§ YOUR OBJECTIVE:
Every line with "enum" in it must be copied from the data.

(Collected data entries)
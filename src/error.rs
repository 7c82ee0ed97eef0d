//! Error kinds surfaced by the engine.
//!
//! Every failure the engine knows about is a value of [`EngineError`]. Nothing
//! in the library panics on bad input: a rejected row, a missing table and a
//! broken snapshot file are all returned to the caller.

use std::path::PathBuf;

use thiserror::Error;

pub type Result<T> = std::result::Result<T, EngineError>;

#[derive(Debug, Error)]
pub enum EngineError {
    #[error(transparent)]
    Validation(#[from] ValidationError),

    #[error("invalid schema for table {table}: {reason}")]
    InvalidSchema { table: String, reason: String },

    #[error("invalid database name {0}: use ascii letters, digits, '_' or '-'")]
    InvalidDatabaseName(String),

    #[error("does not exist: table {0}")]
    TableNotFound(String),

    #[error("does not exist: row with key {key} in table {table}")]
    RowNotFound { table: String, key: String },

    #[error("invalid column {column}: does not exist in table {table}")]
    UnknownColumn { table: String, column: String },

    #[error(transparent)]
    Persistence(#[from] PersistenceError),
}

/// A value or row that does not conform to its table's schema.
#[derive(Debug, Clone, PartialEq, Error)]
pub enum ValidationError {
    #[error("invalid value {value} for column {column}: not compatible with type {expected}")]
    TypeMismatch {
        column: String,
        expected: String,
        value: String,
    },

    #[error("invalid value for column {column}: null is not allowed")]
    NullValue { column: String },

    #[error("invalid url {value} for column {column}: must start with http")]
    InvalidUrl { column: String, value: String },

    #[error("invalid float {value} for column {column}: must be finite")]
    NonFiniteFloat { column: String, value: f64 },

    #[error("missing column {column}: row must hold every column of the schema")]
    MissingColumn { column: String },

    #[error("invalid column {column}: not part of the schema")]
    UnknownColumn { column: String },

    #[error("integrity violation: key {value} already exists in column {column}")]
    DuplicateKey { column: String, value: String },
}

#[derive(Debug, Error)]
pub enum PersistenceError {
    #[error("i/o failure on {path}: {source}")]
    Io {
        path: PathBuf,
        #[source]
        source: std::io::Error,
    },

    #[error("failed to serialize snapshot: {0}")]
    Serialize(#[source] serde_json::Error),

    #[error("corrupt snapshot {path}: {reason}")]
    Corrupt { path: PathBuf, reason: String },
}

impl PersistenceError {
    pub(crate) fn io(path: impl Into<PathBuf>, source: std::io::Error) -> PersistenceError {
        PersistenceError::Io {
            path: path.into(),
            source,
        }
    }

    pub(crate) fn corrupt(path: impl Into<PathBuf>, reason: impl ToString) -> PersistenceError {
        PersistenceError::Corrupt {
            path: path.into(),
            reason: reason.to_string(),
        }
    }
}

§ SOLVED PROBLEM:
pub enum EngineError {
pub enum ValidationError {
pub enum PersistenceError {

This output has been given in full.